▶ **GOAL OF THE EXERCISE**
What is the number of lines in the entries that include the word "count"? Respond with the number only.
■ ■ ■ ■ ■ ■ ■
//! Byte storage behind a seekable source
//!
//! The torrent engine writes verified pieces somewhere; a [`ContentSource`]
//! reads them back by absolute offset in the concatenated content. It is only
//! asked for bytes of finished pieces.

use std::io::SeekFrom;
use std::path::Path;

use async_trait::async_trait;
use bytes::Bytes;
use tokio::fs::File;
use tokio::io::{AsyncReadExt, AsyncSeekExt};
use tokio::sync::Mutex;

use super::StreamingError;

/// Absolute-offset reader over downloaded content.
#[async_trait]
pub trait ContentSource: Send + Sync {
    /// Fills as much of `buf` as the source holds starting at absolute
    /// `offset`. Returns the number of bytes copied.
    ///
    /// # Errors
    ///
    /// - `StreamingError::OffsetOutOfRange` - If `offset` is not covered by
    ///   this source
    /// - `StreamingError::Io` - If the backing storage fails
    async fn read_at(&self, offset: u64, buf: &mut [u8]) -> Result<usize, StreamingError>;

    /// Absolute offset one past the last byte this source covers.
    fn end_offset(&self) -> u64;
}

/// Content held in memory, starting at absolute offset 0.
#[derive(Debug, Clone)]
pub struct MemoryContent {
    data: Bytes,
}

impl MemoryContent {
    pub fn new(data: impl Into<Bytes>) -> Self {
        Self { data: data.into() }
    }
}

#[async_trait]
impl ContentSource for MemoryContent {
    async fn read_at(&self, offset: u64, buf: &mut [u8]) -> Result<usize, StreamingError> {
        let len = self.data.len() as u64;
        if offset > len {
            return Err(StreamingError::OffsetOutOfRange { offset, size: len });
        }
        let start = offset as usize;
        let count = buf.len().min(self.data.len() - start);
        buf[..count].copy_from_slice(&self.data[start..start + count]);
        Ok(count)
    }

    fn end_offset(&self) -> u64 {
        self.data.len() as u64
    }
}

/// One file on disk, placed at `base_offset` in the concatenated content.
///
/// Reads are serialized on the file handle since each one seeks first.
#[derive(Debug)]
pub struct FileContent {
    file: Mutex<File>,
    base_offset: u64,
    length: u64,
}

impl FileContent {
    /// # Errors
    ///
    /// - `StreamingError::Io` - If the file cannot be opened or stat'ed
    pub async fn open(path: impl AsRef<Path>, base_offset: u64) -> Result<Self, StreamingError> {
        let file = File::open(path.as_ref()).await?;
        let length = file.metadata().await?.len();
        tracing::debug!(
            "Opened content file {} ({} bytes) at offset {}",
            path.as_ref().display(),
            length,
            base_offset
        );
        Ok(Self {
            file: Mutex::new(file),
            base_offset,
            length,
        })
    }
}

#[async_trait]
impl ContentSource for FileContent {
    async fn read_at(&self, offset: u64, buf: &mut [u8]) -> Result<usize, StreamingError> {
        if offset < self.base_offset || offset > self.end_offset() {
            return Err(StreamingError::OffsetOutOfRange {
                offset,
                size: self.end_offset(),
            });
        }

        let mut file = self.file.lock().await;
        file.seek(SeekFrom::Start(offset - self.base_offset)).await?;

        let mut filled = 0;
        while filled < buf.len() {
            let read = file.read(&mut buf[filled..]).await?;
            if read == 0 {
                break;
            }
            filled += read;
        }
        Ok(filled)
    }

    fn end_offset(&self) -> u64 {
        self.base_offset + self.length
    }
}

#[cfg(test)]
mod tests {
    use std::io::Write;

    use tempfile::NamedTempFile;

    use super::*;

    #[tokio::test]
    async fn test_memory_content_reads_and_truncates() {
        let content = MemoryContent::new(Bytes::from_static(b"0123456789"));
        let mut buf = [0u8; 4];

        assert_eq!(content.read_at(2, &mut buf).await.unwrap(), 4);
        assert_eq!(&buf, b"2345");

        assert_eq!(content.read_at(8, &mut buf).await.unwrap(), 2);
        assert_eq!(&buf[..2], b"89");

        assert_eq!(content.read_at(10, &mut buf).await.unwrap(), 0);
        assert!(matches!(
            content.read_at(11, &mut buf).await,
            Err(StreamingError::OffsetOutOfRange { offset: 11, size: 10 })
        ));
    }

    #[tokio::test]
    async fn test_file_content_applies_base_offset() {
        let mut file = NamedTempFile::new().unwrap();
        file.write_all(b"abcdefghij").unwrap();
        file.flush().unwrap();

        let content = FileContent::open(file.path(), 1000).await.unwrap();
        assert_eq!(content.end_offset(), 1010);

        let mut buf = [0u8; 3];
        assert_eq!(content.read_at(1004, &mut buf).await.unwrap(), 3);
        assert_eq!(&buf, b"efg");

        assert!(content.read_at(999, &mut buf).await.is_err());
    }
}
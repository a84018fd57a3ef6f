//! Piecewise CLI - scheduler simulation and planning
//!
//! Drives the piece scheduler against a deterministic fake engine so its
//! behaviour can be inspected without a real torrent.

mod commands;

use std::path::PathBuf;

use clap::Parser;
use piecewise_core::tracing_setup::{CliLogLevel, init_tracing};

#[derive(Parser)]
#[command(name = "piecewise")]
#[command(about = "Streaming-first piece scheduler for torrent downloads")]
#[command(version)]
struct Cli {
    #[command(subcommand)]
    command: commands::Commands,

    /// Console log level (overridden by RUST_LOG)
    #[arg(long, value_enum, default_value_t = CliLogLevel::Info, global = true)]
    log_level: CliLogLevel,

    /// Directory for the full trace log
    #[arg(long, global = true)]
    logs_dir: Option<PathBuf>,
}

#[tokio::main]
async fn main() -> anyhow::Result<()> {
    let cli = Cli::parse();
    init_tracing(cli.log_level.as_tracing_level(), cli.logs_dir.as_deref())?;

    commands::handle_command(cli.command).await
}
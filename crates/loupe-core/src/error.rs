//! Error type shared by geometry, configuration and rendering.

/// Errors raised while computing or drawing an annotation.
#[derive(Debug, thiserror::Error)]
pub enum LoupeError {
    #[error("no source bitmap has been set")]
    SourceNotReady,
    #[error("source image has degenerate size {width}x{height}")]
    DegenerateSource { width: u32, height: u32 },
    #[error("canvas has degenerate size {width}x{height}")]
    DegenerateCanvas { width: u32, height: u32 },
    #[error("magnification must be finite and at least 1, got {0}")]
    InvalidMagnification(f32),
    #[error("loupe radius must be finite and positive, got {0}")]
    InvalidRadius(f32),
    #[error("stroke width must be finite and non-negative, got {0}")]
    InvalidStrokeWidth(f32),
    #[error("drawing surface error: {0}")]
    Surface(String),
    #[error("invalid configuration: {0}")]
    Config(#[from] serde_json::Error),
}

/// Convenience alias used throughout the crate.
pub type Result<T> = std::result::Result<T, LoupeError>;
■ ■ ■ ■ ■ ■ ■
▶ **TASK OUTPUT**
3